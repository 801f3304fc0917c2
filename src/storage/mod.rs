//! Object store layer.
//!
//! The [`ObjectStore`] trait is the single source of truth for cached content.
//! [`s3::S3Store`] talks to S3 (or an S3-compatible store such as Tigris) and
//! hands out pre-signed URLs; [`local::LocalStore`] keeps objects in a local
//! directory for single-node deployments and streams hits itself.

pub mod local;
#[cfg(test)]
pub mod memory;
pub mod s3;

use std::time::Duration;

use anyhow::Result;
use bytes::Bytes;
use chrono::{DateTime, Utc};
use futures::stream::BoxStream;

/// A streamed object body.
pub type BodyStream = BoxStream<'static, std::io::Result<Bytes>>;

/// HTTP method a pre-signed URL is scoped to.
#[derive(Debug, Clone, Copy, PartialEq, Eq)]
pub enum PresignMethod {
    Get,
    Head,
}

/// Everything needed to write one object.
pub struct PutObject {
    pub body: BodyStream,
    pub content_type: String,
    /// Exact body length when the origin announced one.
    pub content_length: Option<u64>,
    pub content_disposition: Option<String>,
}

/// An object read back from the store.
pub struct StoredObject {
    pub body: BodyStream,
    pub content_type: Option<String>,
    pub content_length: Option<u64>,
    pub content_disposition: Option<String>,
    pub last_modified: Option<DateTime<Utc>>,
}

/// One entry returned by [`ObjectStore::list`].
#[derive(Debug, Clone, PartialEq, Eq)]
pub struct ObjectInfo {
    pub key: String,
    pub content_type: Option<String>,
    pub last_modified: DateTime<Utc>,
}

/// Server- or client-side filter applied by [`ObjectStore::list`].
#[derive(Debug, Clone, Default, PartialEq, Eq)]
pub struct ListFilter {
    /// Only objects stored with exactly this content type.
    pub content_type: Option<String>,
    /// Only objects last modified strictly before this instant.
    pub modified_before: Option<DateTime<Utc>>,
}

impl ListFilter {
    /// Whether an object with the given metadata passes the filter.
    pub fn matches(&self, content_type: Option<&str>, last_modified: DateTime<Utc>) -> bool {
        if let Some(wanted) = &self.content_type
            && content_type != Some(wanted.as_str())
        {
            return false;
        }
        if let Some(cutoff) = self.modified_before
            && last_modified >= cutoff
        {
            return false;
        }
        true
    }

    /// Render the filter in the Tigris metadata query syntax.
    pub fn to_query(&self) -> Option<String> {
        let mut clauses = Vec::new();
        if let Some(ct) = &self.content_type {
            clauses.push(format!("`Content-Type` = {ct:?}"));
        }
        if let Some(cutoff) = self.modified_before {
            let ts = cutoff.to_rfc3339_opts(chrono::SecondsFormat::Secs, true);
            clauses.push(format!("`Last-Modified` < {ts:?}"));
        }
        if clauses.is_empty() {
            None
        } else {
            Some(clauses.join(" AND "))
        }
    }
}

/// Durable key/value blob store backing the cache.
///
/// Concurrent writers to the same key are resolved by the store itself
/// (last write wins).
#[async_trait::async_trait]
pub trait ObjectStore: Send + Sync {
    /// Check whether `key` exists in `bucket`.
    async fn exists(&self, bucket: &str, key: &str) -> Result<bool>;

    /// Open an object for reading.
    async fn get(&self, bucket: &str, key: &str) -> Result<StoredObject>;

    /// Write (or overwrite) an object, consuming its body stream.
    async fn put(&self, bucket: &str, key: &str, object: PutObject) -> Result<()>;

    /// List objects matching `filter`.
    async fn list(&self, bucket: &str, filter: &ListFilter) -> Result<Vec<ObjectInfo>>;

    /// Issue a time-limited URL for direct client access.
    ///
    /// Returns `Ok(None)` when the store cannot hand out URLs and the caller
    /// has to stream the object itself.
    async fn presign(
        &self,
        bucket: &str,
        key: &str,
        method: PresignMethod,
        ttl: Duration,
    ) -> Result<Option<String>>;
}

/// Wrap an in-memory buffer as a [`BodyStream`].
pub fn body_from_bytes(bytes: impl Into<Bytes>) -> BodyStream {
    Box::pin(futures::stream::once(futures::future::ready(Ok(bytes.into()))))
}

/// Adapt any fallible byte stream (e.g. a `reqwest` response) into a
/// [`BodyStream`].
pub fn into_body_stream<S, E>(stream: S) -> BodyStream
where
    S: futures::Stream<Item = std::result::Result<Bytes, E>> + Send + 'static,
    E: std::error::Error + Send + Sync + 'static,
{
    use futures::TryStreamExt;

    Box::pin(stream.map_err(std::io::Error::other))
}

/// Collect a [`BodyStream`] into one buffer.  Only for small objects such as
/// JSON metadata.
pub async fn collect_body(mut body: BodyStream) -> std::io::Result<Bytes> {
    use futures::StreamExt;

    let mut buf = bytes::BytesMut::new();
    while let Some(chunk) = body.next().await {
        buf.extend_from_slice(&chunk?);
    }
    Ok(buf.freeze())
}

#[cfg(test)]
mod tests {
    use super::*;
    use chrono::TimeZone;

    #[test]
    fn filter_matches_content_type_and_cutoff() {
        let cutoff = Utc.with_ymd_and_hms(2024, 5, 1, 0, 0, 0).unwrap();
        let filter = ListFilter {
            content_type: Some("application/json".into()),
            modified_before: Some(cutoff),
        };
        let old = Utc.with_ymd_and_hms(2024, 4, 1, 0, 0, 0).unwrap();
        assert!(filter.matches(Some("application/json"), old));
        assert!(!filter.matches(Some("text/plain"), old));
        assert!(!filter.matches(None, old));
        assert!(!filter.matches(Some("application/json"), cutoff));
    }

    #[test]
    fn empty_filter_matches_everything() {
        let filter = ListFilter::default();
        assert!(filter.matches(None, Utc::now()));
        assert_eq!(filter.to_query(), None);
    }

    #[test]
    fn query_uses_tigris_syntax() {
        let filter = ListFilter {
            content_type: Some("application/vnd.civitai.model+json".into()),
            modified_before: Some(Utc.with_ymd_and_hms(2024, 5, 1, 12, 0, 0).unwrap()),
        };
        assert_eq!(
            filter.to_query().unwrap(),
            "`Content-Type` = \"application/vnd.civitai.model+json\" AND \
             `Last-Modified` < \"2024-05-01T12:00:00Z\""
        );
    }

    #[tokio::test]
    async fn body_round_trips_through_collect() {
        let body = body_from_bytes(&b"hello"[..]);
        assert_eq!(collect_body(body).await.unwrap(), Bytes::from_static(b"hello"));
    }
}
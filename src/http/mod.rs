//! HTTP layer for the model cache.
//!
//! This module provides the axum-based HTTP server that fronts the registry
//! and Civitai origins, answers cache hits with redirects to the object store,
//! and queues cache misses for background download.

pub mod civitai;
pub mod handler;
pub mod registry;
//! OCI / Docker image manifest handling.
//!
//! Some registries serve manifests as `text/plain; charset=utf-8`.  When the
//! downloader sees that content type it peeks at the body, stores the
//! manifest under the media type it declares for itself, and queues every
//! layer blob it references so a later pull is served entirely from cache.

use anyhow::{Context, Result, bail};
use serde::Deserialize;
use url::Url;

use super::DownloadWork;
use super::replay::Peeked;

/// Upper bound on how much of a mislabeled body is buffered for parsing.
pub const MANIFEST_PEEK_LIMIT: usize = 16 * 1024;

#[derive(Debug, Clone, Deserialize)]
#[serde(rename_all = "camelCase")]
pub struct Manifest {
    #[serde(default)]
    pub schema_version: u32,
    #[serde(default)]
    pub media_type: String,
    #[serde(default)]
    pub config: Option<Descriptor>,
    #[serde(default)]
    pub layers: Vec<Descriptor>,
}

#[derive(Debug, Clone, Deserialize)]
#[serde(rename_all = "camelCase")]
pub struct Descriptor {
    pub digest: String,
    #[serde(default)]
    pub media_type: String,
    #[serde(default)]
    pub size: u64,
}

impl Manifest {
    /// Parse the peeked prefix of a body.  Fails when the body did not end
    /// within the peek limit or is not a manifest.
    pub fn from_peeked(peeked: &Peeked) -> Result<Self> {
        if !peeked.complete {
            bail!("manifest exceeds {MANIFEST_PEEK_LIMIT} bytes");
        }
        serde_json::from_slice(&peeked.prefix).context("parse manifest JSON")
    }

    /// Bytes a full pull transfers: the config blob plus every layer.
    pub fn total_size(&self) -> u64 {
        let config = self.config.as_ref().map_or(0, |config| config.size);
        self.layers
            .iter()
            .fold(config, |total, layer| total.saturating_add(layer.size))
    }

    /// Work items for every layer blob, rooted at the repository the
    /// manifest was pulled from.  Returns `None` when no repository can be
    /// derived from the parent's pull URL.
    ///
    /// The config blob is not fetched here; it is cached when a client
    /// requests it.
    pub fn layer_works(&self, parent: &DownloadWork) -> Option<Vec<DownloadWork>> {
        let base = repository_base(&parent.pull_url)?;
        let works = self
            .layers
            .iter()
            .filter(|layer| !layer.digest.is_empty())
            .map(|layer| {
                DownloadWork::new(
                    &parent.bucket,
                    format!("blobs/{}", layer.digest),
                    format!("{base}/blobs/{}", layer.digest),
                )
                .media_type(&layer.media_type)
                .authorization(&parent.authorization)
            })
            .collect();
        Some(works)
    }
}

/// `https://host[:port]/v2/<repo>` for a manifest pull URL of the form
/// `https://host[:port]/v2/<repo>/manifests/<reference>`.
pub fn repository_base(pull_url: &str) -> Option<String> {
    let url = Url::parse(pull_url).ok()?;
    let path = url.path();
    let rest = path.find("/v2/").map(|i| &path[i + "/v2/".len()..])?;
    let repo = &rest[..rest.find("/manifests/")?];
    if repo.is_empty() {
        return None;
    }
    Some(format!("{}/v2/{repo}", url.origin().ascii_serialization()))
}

...

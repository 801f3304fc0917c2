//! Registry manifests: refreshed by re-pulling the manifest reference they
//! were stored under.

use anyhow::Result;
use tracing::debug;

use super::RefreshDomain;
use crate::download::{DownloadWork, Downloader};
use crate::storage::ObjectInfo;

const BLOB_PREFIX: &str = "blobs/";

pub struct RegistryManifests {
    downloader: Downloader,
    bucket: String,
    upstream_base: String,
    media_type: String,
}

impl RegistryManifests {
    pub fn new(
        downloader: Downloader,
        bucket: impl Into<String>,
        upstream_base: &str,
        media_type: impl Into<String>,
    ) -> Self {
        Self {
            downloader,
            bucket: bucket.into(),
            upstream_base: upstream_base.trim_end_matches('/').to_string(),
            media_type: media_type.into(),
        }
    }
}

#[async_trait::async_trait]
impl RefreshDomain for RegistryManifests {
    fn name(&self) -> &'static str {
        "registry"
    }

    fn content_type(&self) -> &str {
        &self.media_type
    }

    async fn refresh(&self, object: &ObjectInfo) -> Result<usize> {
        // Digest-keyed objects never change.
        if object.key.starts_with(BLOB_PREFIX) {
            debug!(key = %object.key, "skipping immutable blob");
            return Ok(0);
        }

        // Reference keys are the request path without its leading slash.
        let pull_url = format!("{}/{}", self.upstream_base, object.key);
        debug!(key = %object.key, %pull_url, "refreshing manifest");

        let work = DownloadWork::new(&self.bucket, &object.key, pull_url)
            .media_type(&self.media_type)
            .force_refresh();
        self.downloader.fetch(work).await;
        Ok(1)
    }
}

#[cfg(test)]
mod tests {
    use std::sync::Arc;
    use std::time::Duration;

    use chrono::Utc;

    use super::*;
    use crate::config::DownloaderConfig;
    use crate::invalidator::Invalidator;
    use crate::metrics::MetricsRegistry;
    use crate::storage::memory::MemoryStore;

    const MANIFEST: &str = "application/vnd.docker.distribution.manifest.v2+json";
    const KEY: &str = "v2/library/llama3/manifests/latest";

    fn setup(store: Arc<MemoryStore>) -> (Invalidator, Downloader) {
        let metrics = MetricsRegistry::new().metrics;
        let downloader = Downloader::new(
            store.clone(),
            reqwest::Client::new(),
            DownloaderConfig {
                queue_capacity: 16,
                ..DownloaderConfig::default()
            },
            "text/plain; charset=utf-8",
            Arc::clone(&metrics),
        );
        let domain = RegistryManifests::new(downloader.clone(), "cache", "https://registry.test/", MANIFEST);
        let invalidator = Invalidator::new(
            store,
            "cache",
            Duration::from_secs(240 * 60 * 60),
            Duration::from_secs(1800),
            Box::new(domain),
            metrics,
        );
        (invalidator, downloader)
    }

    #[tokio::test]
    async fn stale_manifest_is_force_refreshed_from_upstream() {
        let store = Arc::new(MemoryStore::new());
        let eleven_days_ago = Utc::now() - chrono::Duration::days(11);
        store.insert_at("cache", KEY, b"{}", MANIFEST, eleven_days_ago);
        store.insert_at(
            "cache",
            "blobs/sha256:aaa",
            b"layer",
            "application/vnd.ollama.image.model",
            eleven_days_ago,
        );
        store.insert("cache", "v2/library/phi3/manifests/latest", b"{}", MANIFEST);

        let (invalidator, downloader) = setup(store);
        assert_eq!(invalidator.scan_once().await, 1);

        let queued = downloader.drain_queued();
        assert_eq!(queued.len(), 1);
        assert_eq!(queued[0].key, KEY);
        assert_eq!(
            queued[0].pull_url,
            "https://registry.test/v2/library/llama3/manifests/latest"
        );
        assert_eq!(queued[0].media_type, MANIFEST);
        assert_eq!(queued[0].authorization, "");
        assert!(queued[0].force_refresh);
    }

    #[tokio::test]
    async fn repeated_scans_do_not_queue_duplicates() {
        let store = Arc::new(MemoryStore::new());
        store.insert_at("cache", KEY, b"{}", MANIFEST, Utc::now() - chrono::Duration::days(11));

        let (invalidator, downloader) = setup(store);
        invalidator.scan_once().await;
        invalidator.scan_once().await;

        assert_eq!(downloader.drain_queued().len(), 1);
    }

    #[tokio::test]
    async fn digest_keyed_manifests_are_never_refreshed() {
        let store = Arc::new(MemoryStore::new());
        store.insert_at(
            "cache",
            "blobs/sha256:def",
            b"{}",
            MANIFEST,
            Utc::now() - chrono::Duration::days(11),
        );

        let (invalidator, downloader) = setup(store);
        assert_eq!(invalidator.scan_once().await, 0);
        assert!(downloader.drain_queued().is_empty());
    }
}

Task details: Report back every line of the entries in which "ObjectInfo" occurs.

Problem solution:
pub struct ObjectInfo {
    async fn list(&self, bucket: &str, filter: &ListFilter) -> Result<Vec<ObjectInfo>>;
use crate::storage::ObjectInfo;
    async fn refresh(&self, object: &ObjectInfo) -> Result<usize> {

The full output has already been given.